Role of Contrast-Enhanced Ultrasound With the Enhancement Pattern and Qualitative Analysis for Differentiating Hypovascular Solid Renal Lesions

Abstract

The aim of the work described here was to explore the clinical value of contrast-enhanced ultrasound (CEUS) with the enhancement pattern and qualitative analysis in distinguishing different types of hypovascular solid renal lesions. A total of 140 patients with 140 renal tumors (all diagnosed by pathology), which manifested hypo-enhancement on CEUS, were included in this study.
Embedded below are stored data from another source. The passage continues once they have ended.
//! # Error Types
//!
//! Domain-specific error types for frantoio-core.
//!
//! ## Error Hierarchy
//! ```text
//! ┌─────────────────────────────────────────────────────────────────────────┐
//! │                         Error Types                                     │
//! │                                                                         │
//! │  frantoio-core errors (this file)                                      │
//! │  ├── CoreError        - General domain errors                          │
//! │  ├── ValidationError  - Input validation failures                      │
//! │  └── ShippingError    - Tariff lookup failures (shipping module)       │
//! │                                                                         │
//! │  frantoio-db errors (separate crate)                                   │
//! │  └── DbError          - Database operation failures                    │
//! │                                                                         │
//! │  API errors (in server app)                                            │
//! │  └── ApiError         - What the frontend sees (HTTP + JSON)           │
//! │                                                                         │
//! │  Flow: ValidationError → CoreError → DbError → ApiError → Frontend     │
//! └─────────────────────────────────────────────────────────────────────────┘
//! ```
//!
//! ## Design Principles
//! 1. Use `thiserror` for derive macros (not manual impl)
//! 2. Include context in error messages (slug, order number, etc.)
//! 3. Errors are enum variants, never String
//! 4. Each error variant maps to a user-facing message

use thiserror::Error;

use crate::shipping::ShippingError;

// =============================================================================
// Core Error
// =============================================================================

/// Core business logic errors.
///
/// These errors represent business rule violations or domain logic failures.
/// They should be caught and translated to user-friendly messages.
#[derive(Debug, Error)]
pub enum CoreError {
    /// Product cannot be found (unknown id/slug, or soft-deleted).
    #[error("Product not found: {0}")]
    ProductNotFound(String),

    /// Insufficient stock to complete checkout.
    #[error("Insufficient stock for {slug}: available {available}, requested {requested}")]
    InsufficientStock {
        slug: String,
        available: i64,
        requested: i64,
    },

    /// Order not found.
    #[error("Order not found: {0}")]
    OrderNotFound(String),

    /// Order is not in a state that allows the requested transition.
    ///
    /// ## When This Occurs
    /// - Marking a cancelled order shipped
    /// - Moving an order backwards (Shipped → Paid)
    #[error("Order {order_id} is {current_status}, cannot move to {requested_status}")]
    InvalidStatusTransition {
        order_id: String,
        current_status: String,
        requested_status: String,
    },

    /// Checkout submitted with an empty cart.
    #[error("Cart is empty")]
    EmptyCart,

    /// Cart has exceeded maximum allowed distinct lines.
    #[error("Cart cannot have more than {max} items")]
    CartTooLarge { max: usize },

    /// Item quantity exceeds maximum allowed.
    #[error("Quantity {requested} exceeds maximum allowed ({max})")]
    QuantityTooLarge { requested: i64, max: i64 },

    /// Cart operation referenced a line that is not in the cart.
    #[error("Cart item not found: {0}")]
    CartItemNotFound(String),

    /// Mixed cart: subscriptions check out alone.
    ///
    /// The payment processor creates a session in a single mode; a cart
    /// mixing one-time and subscription products cannot be expressed.
    #[error("Subscription products must be checked out separately")]
    MixedCheckoutModes,

    /// Shipping tariff lookup failed (wraps ShippingError).
    #[error(transparent)]
    Shipping(#[from] ShippingError),

    /// Validation error (wraps ValidationError).
    #[error("Validation error: {0}")]
    Validation(#[from] ValidationError),
}

// =============================================================================
// Validation Error
// =============================================================================

/// Input validation errors.
///
/// These errors occur when user input doesn't meet requirements.
/// Used for early validation before business logic runs.
#[derive(Debug, Error)]
pub enum ValidationError {
    /// A required field is missing or empty.
    #[error("{field} is required")]
    Required { field: String },

    /// Field value is too long.
    #[error("{field} must be at most {max} characters")]
    TooLong { field: String, max: usize },

    /// Numeric value is out of range.
    #[error("{field} must be between {min} and {max}")]
    OutOfRange { field: String, min: i64, max: i64 },

    /// Value must be positive.
    #[error("{field} must be positive")]
    MustBePositive { field: String },

    /// Invalid format (e.g., invalid email, invalid country code).
    #[error("{field} has invalid format: {reason}")]
    InvalidFormat { field: String, reason: String },

    /// Duplicate value (e.g., duplicate slug).
    #[error("{field} '{value}' already exists")]
    Duplicate { field: String, value: String },
}

// =============================================================================
// Result Type Alias
// =============================================================================

/// Convenience type alias for Results with CoreError.
pub type CoreResult<T> = Result<T, CoreError>;

// =============================================================================
// Unit Tests
// =============================================================================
We compared conventional ultrasound (US) and CEUS features in five common hypovascular renal tumors, including renal angiomyolipoma (RAML), clear cell renal cell carcinoma (ccRCC), renal pelvic urothelial carcinoma (RPUC), papillary renal cell carcinoma (pRCC) and chromophobe renal cell carcinoma (chRCC). The diagnostic value of conventional US and qualitative parameters of CEUS for differentiating hypovascular solid renal lesions were evaluated. The mean age of patients with a benign renal lesion was younger than that of patients with a malignant renal lesion (p < 0.05). Echogenicity and qualitative parameters such as wash-out, perfusion defects and perilesional rim-like enhancement (PRE) in the two groups differed significantly (all p values <0.05). Benign renal lesions exhibited mainly slow wash-out, whereas malignant renal lesions exhibited predominantly fast wash-out on CEUS (p < 0.05). There were significant differences in echogenicity, such as between RAML and ccRCC, between RAML and RPUC and between RAML and pRCC (all p values <0.05). The rates of appearance of perfusion defect in ccRCC (48%, 13/27) and pRCC (53%, 10/19) were significantly higher than the rate in RAML (14%, 6/43) (p < 0.05). The rates of appearance of PRE in ccRCC (15%, 4/27), pRCC (26%, 5/19) and chRCC (24%,4/17) were significantly higher than the rate in RAML (9%, 4/43) (p < 0.05). CEUS with the enhancement pattern and qualitative analysis may be helpful in distinguishing malignant from benign hypovascular renal lesions.